Canadian Couch Potato March 24, 2014 at 8:16 pm

@Sue: I can’t make a specific recommendation for you, but if you are looking for a broad-based bond fund with both government and corporate bonds, with a range of maturities averaging about 10 years, all three ETFs you mention are very similar. VAB and ZAG are somewhat cheaper that XBB. VAB also is a little heavier on the government bonds.

Jean March 30, 2014 at 5:49 pm

@ CCP: I am looking for advice in setting up a fixed income portfolio.

My aged and ailing mother is now in a care facility, and we are selling her home. I wish to invest those funds (let’s assume it’s $200K) in a non-registered low-risk portfolio. That money will be used gradually over the course of the next 8 to 12 years to pay for her care, and so preservation of capital is very important.
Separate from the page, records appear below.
//! Shared helpers for integration tests.

#![allow(dead_code)]

use serde_json::json;
use wiremock::matchers::{method, path};
use wiremock::{Mock, MockServer, ResponseTemplate};

use bitkub_rest::{BitkubRestClient, ClientConfig, Credentials};

pub const TEST_API_KEY: &str = "test-api-key";
pub const TEST_API_SECRET: &str = "secret123";
pub const SERVER_TS: i64 = 1700000000;

/// Credentials whose secret matches the known signature vectors.
pub fn test_credentials() -> Credentials {
    Credentials::new(TEST_API_KEY, TEST_API_SECRET).expect("valid test credentials")
}

/// Public-only client pointing at a mock server.
pub fn public_client(server: &MockServer) -> BitkubRestClient {
    BitkubRestClient::with_config(ClientConfig::new().with_base_url(server.uri()))
        .expect("client builds")
}

/// Authenticated client pointing at a mock server.
pub fn authenticated_client(server: &MockServer) -> BitkubRestClient {
    let config = ClientConfig::new()
        .with_base_url(server.uri())
        .with_credentials(test_credentials());
    BitkubRestClient::with_config(config).expect("client builds")
}

/// Mount `GET /api/servertime` returning [`SERVER_TS`].
pub async fn mount_server_time(server: &MockServer) {
    Mock::given(method("GET"))
        .and(path("/api/servertime"))
        .respond_with(ResponseTemplate::new(200).set_body_json(json!(SERVER_TS)))
        .mount(server)
        .await;
}

/// Body of the only request received for `request_path`.
pub async fn received_body(server: &MockServer, request_path: &str) -> String {
    let requests = server.received_requests().await.expect("recording enabled");
    let matching: Vec<_> = requests
        .iter()
        .filter(|r| r.url.path() == request_path)
        .collect();
    assert_eq!(matching.len(), 1, "expected one request to {}", request_path);
    String::from_utf8(matching[0].body.clone()).expect("utf-8 body")
}

/// Query string of the only request received for `request_path`.
pub async fn received_query(server: &MockServer, request_path: &str) -> Option<String> {
    let requests = server.received_requests().await.expect("recording enabled");
    let matching: Vec<_> = requests
        .iter()
        .filter(|r| r.url.path() == request_path)
        .collect();
    assert_eq!(matching.len(), 1, "expected one request to {}", request_path);
    matching[0].url.query().map(str::to_string)
}
//! Request parameters
//!
//! Every Bitkub endpoint takes a flat set of named scalar parameters, some of
//! which are optional. [`ParameterMap`] keeps them in insertion order and
//! models an omitted optional argument as an absent entry, so the same map can
//! feed both the query-string encoder and the signed JSON body.

use rust_decimal::Decimal;
use serde::ser::{Error as _, SerializeMap};
use serde::{Serialize, Serializer};
use serde_json::value::RawValue;
use serde_json::Value;
use std::fmt;

/// A single scalar parameter value
#[derive(Debug, Clone, PartialEq, Eq)]
pub enum ParamValue {
    /// Plain string, sent verbatim
    Str(String),
    /// Integer (ids, limits, timestamps)
    Int(i64),
    /// Amount or rate
    Decimal(Decimal),
}

impl ParamValue {
    /// Whether this value counts as "empty" for legacy query filtering
    ///
    /// Empty strings and zero numbers are falsy.
    pub fn is_falsy(&self) -> bool {
        match self {
            Self::Str(s) => s.is_empty(),
            Self::Int(i) => *i == 0,
            Self::Decimal(d) => d.is_zero(),
        }
    }

    /// JSON token used in request bodies
    ///
    /// Strings are quoted and escaped. Decimals are written from their exact
    /// normalized text, never through a float, so `0.123456789012345678`
    /// reaches the exchange digit for digit and `1000.00` becomes `1000`.
    pub fn to_json_token(&self) -> String {
        match self {
            Self::Str(s) => Value::String(s.clone()).to_string(),
            Self::Int(i) => i.to_string(),
            Self::Decimal(d) => d.normalize().to_string(),
        }
    }
}

impl fmt::Display for ParamValue {
    fn fmt(&self, f: &mut fmt::Formatter<'_>) -> fmt::Result {
        match self {
            Self::Str(s) => f.write_str(s),
            Self::Int(i) => write!(f, "{}", i),
            Self::Decimal(d) => write!(f, "{}", d.normalize()),
        }
    }
}

impl Serialize for ParamValue {
    fn serialize<S: Serializer>(&self, serializer: S) -> Result<S::Ok, S::Error> {
        match self {
            Self::Str(s) => serializer.serialize_str(s),
            Self::Int(i) => serializer.serialize_i64(*i),
            Self::Decimal(_) => RawValue::from_string(self.to_json_token())
                .map_err(S::Error::custom)?
                .serialize(serializer),
        }
    }
}

impl From<&str> for ParamValue {
    fn from(s: &str) -> Self {
        Self::Str(s.to_string())
    }
}

impl From<String> for ParamValue {
    fn from(s: String) -> Self {
        Self::Str(s)
    }
}

impl From<&String> for ParamValue {
    fn from(s: &String) -> Self {
        Self::Str(s.clone())
    }
}

impl From<i64> for ParamValue {
    fn from(i: i64) -> Self {
        Self::Int(i)
    }
}

impl From<i32> for ParamValue {
    fn from(i: i32) -> Self {
        Self::Int(i.into())
    }
}

impl From<u32> for ParamValue {
    fn from(i: u32) -> Self {
        Self::Int(i.into())
    }
}

impl From<u16> for ParamValue {
    fn from(i: u16) -> Self {
        Self::Int(i.into())
    }
}

impl From<Decimal> for ParamValue {
    fn from(d: Decimal) -> Self {
        Self::Decimal(d)
    }
}

/// Ordered mapping of parameter names to optional values
///
/// Absent values (`None`) are kept so the map mirrors the endpoint's full
/// argument list, but they never reach the wire.
#[derive(Debug, Clone, Default, PartialEq, Eq)]
pub struct ParameterMap {
    entries: Vec<(String, Option<ParamValue>)>,
}

impl ParameterMap {
    /// Create an empty map
    pub fn new() -> Self {
        Self::default()
    }

    /// Set `key` to `value`
    ///
    /// An existing key keeps its position and has its value replaced.
    pub fn insert(&mut self, key: impl Into<String>, value: impl Into<ParamValue>) {
        self.set(key.into(), Some(value.into()));
    }

    /// Set `key` to an optional value; `None` records the key as absent
    pub fn insert_opt<V: Into<ParamValue>>(&mut self, key: impl Into<String>, value: Option<V>) {
        self.set(key.into(), value.map(Into::into));
    }

    fn set(&mut self, key: String, value: Option<ParamValue>) {
        match self.entries.iter_mut().find(|(k, _)| *k == key) {
            Some(entry) => entry.1 = value,
            None => self.entries.push((key, value)),
        }
    }

    /// Builder form of [`insert`](Self::insert)
    pub fn with(mut self, key: impl Into<String>, value: impl Into<ParamValue>) -> Self {
        self.insert(key, value);
        self
    }

    /// Builder form of [`insert_opt`](Self::insert_opt)
    pub fn with_opt<V: Into<ParamValue>>(mut self, key: impl Into<String>, value: Option<V>) -> Self {
        self.insert_opt(key, value);
        self
    }

    /// Remove `key`, returning its value if it was present
    pub fn remove(&mut self, key: &str) -> Option<ParamValue> {
        let pos = self.entries.iter().position(|(k, _)| k == key)?;
        self.entries.remove(pos).1
    }

    /// Get the value for `key`, if present
    pub fn get(&self, key: &str) -> Option<&ParamValue> {
        self.entries
            .iter()
            .find(|(k, _)| k == key)
            .and_then(|(_, v)| v.as_ref())
    }

    /// Whether `key` has a present value
    pub fn contains_key(&self, key: &str) -> bool {
        self.get(key).is_some()
    }

    /// All entries in insertion order, including absent ones
    pub fn iter(&self) -> impl Iterator<Item = (&str, Option<&ParamValue>)> {
        self.entries.iter().map(|(k, v)| (k.as_str(), v.as_ref()))
    }

    /// Entries with a present value, in insertion order
    pub fn present(&self) -> impl Iterator<Item = (&str, &ParamValue)> {
        self.entries
            .iter()
            .filter_map(|(k, v)| v.as_ref().map(|v| (k.as_str(), v)))
    }

    /// Number of entries, including absent ones
    pub fn len(&self) -> usize {
        self.entries.len()
    }

    /// Whether the map has no entries at all
    pub fn is_empty(&self) -> bool {
        self.entries.is_empty()
    }

    /// Compact JSON object of the present entries in insertion order
    ///
    /// This is the byte form the exchange hashes when it checks a signature,
    /// so signing and transmission must both go through it.
    pub fn to_canonical_json(&self) -> String {
        let mut out = String::from("{");
        for (i, (key, value)) in self.present().enumerate() {
            if i > 0 {
                out.push(',');
            }
            out.push_str(&Value::String(key.to_string()).to_string());
            out.push(':');
            out.push_str(&value.to_json_token());
        }
        out.push('}');
        out
    }
}

impl<K: Into<String>, V: Into<ParamValue>> FromIterator<(K, V)> for ParameterMap {
    fn from_iter<I: IntoIterator<Item = (K, V)>>(iter: I) -> Self {
        let mut map = Self::new();
        for (k, v) in iter {
            map.insert(k, v);
        }
        map
    }
}

impl Serialize for ParameterMap {
    fn serialize<S: Serializer>(&self, serializer: S) -> Result<S::Ok, S::Error> {
        let mut map = serializer.serialize_map(None)?;
        for (key, value) in self.present() {
            map.serialize_entry(key, value)?;
        }
        map.end()
    }
}

#[cfg(test)]
mod tests {
    use super::*;
    use rust_decimal_macros::dec;

    #[test]
    fn test_falsy_values() {
        assert!(ParamValue::from("").is_falsy());
        assert!(ParamValue::from(0i64).is_falsy());
        assert!(ParamValue::from(dec!(0.00)).is_falsy());
        assert!(!ParamValue::from("THB_BTC").is_falsy());
        assert!(!ParamValue::from(10).is_falsy());
    }

    #[test]
    fn test_decimal_display_drops_trailing_zeros() {
        assert_eq!(ParamValue::from(dec!(1000.00)).to_string(), "1000");
        assert_eq!(ParamValue::from(dec!(0.10000000)).to_string(), "0.1");
    }

    #[test]
    fn test_decimal_json_numbers() {
        assert_eq!(ParamValue::from(dec!(1000.00)).to_json_token(), "1000");
        assert_eq!(ParamValue::from(dec!(0.5)).to_json_token(), "0.5");
        assert_eq!(ParamValue::from(dec!(-2.50)).to_json_token(), "-2.5");
        assert_eq!(ParamValue::from("a\"b").to_json_token(), r#""a\"b""#);
    }

    #[test]
    fn test_decimal_json_keeps_every_digit() {
        let map = ParameterMap::new()
            .with("amt", dec!(0.123456789012345678))
            .with("rat", dec!(12345678.123456789))
            .with("cap", dec!(99999999999999999999));

        let expected =
            r#"{"amt":0.123456789012345678,"rat":12345678.123456789,"cap":99999999999999999999}"#;
        assert_eq!(map.to_canonical_json(), expected);
        assert_eq!(serde_json::to_string(&map).unwrap(), expected);
    }

    #[test]
    fn test_insert_replaces_in_place() {
        let mut map = ParameterMap::new().with("ts", 1).with("id", 42);
        map.insert("ts", 1700000000i64);

        let keys: Vec<&str> = map.iter().map(|(k, _)| k).collect();
        assert_eq!(keys, vec!["ts", "id"]);
        assert_eq!(map.get("ts"), Some(&ParamValue::Int(1700000000)));
    }

    #[test]
    fn test_absent_entries_are_kept_but_not_present() {
        let map = ParameterMap::new()
            .with("sym", "THB_BTC")
            .with_opt::<i64>("lmt", None);

        assert_eq!(map.len(), 2);
        assert!(!map.contains_key("lmt"));
        assert_eq!(map.present().count(), 1);
    }

    #[test]
    fn test_canonical_json() {
        let map = ParameterMap::new()
            .with("sym", "THB_BTC")
            .with("amt", 100)
            .with_opt::<&str>("client_id", None)
            .with("rat", 0);

        assert_eq!(map.to_canonical_json(), r#"{"sym":"THB_BTC","amt":100,"rat":0}"#);
        assert_eq!(ParameterMap::new().to_canonical_json(), "{}");
    }

    #[test]
    fn test_canonical_json_matches_serde() {
        let map = ParameterMap::new()
            .with("sym", "THB_\"BTC\"")
            .with("amt", dec!(0.25))
            .with("id", -3);

        let via_serde = serde_json::to_string(&map).unwrap();
        assert_eq!(map.to_canonical_json(), via_serde);
    }

    #[test]
    fn test_remove() {
        let mut map: ParameterMap = vec![("a", 1), ("b", 2)].into_iter().collect();
        assert_eq!(map.remove("a"), Some(ParamValue::Int(1)));
        assert_eq!(map.remove("a"), None);
        assert_eq!(map.len(), 1);
    }
}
A 3% to 5% annual return would be just fine.

I do not expect the tax implications between using GICs versus bond ETFs (not sure which yet) to be an issue, since my mother will have sufficient “attendant care expenses” to offset tax payable on the interest income. (I have read your blog, “Why GICs Beat Bond ETFs in Taxable Accounts”, that compares the tax efficiency of both products in taxable accounts.)

Question 1: Based on the above, I think it would be better to use bond ETFs rather than GICs; the ETFs are more liquid which is a key advantage I am seeking. Is my conclusion valid?

Question 2: I would set up a portfolio with an initial mix of 80% fixed income, and 20% equities, to try to get some “juice” from the equities in the early years; after 3 or 4 years, I would switch it all to fixed income. Is that a sensible strategy?

PS: I have purchased your Perfect Portfolio book, shut down my account with my advisor, am now a bona fide Couch Potato, and feeling good about it! Thanks for your sharing your knowledge, I have learned tons.

Best regards to you and this great community.

Canadian Couch Potato March 30, 2014 at 8:16 pm

@Jean: I’m afraid I can’t offer any advice specific to your situation. Managing an ailing parent’s life savings is an important job, and I would encourage you to seek the help of a fee-only financial planner.

In general, if an investor has a marginal tax rate of 0% (because of low income and high expenses), then it’s true the “bond ETFs versus GICs” question is irrelevant. And, yes, the ETF would provide greater liquidity. However, an ETF can lose value over the short term, so there is always a possibility that it might be liquidated at a loss. Funds that are needed within a year or two are generally better kept in a high-interest savings account, which is likely to have a yield at least as high as a short-term bond ETF anyway, with zero volatility.